Published online Feb 21, 2014. doi: 10.3748/wjg.v20.i7.1635
Revised: October 29, 2013
Accepted: November 12, 2013
Published online: February 21, 2014
Processing time: 169 Days and 16.9 Hours
The authors focused on the current surgical treatment of resectable gastric cancer, and significance of peri- and post-operative chemo or chemoradiation. Gastric cancer is the 4th most commonly diagnosed cancer and the second leading cause of cancer death worldwide. Surgery remains the only curative therapy, while perioperative and adjuvant chemotherapy, as well as chemoradiation, can improve outcome of resectable gastric cancer with extended lymph node dissection.

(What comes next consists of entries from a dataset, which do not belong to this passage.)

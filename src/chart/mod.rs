//! Declarative chart specification handed to the external renderer
//!
//! A [`ChartSpec`] is an ordered list of draw instructions plus scales,
//! facets and a legend. It serializes to JSON so it can be inspected in
//! tests or handed across a process boundary; the rendering itself is out of
//! scope for this crate.

pub mod emission_intensity;
pub mod techmix;
pub mod trajectory;

pub use emission_intensity::plot_emission_intensity;
pub use techmix::plot_techmix;
pub use trajectory::plot_trajectory;

use serde::Serialize;

/// Line style of a line layer.
#[derive(Debug, Clone, Copy, PartialEq, Eq, Serialize)]
#[serde(rename_all = "snake_case")]
pub enum LineStyle {
    Solid,
    Dashed,
    Dotted,
    DotDash,
    LongDash,
}

/// Fixed rotation of styles for supporting lines, applied positionally.
///
/// The rotation wraps around: a 5th supporting metric reuses the 1st pair.
/// That bounded-list-with-wraparound behavior is intentional, not a bug to
/// fix; charts with more than 4 supporting lines are already hard to read.
pub const SUPPORT_LINE_STYLES: [LineStyle; 4] = [
    LineStyle::Dashed,
    LineStyle::Dotted,
    LineStyle::DotDash,
    LineStyle::LongDash,
];

/// One point of a line layer.
#[derive(Debug, Clone, PartialEq, Serialize)]
pub struct LinePoint {
    pub year: i32,
    pub value: f64,
}

/// One point of a ribbon layer.
#[derive(Debug, Clone, PartialEq, Serialize)]
pub struct RibbonPoint {
    pub year: i32,
    pub lower: f64,
    pub upper: f64,
}

/// One segment of a stacked bar.
#[derive(Debug, Clone, PartialEq, Serialize)]
pub struct BarSegment {
    pub technology: String,
    pub label: String,
    /// Proportional share within the stack; segments of one stack sum to 1.
    pub value: f64,
    pub color: String,
}

/// One draw instruction for the renderer. Layers draw in sequence order.
#[derive(Debug, Clone, PartialEq, Serialize)]
#[serde(tag = "type", rename_all = "snake_case")]
pub enum Layer {
    Ribbon {
        series: String,
        color: String,
        points: Vec<RibbonPoint>,
    },
    Line {
        series: String,
        color: String,
        style: LineStyle,
        points: Vec<LinePoint>,
    },
    Bars {
        /// Facet value this stack belongs to (the year, for techmix).
        facet: String,
        /// Stack identity and axis label.
        stack: String,
        segments: Vec<BarSegment>,
    },
    Text {
        x: i32,
        y: f64,
        text: String,
        color: String,
    },
}

/// One legend entry; entry order is the top-to-bottom display order.
#[derive(Debug, Clone, PartialEq, Serialize)]
pub struct LegendEntry {
    pub label: String,
    pub color: String,
}

/// A complete declarative chart specification.
#[derive(Debug, Clone, PartialEq, Serialize)]
pub struct ChartSpec {
    pub title: String,
    pub x_label: String,
    pub y_label: String,
    /// Fixed y-range; `None` lets the renderer fit the data.
    pub y_domain: Option<(f64, f64)>,
    /// Facet variable, when the chart splits into small multiples.
    pub facet: Option<String>,
    pub layers: Vec<Layer>,
    pub legend: Vec<LegendEntry>,
}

More than half of radically resected gastric cancer patients relapse locally or with distant metastases, or receive the diagnosis of gastric cancer when tumor is disseminated; therefore, median survival rarely exceeds 12 mo, and 5-years survival is less than 10%. Cisplatin and fluoropyrimidine-based chemotherapy, with addition of trastuzumab in human epidermal growth factor receptor 2 positive patients, is the widely used treatment in stage IV patients fit for chemotherapy. Recent evidence supports the use of second-line chemotherapy after progression in patients with good performance status
Core tip: Surgery remains the only curative therapy of localized gastric cancer, while perioperative and adjuvant chemotherapy, as well as chemoradiation, can improve outcome. Cisplatin and fluoropyrimidine-based chemotherapy, with addition of trastuzumab in human epidermal growth factor receptor 2 positive patients, is the widely used treatment in stage IV patients. Second-line chemotherapy after progression in patients with good performance status represents a good option.